▸ Exercise directions:
Where a line of the records contains the word "crate", show that line.
++++ Given records ++++
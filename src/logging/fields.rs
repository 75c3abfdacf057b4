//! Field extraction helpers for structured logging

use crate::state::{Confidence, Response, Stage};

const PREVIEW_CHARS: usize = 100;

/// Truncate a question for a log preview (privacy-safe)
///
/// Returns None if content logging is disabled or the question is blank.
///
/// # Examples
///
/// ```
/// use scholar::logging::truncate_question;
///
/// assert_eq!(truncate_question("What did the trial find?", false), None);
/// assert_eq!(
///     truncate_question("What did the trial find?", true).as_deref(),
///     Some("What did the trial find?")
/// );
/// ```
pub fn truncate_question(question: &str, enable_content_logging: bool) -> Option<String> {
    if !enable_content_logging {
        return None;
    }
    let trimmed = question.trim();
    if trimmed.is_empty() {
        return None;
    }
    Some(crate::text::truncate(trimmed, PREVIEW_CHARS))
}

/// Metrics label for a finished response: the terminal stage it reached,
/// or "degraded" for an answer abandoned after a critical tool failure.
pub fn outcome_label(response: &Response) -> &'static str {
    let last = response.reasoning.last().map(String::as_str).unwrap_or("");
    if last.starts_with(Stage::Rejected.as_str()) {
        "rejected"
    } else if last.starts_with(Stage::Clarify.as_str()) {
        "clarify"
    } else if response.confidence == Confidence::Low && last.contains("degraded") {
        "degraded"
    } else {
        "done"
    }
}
++++
▸ Answer to the problem:
use crate::state::{Confidence, Response, Stage};
    Some(crate::text::truncate(trimmed, PREVIEW_CHARS))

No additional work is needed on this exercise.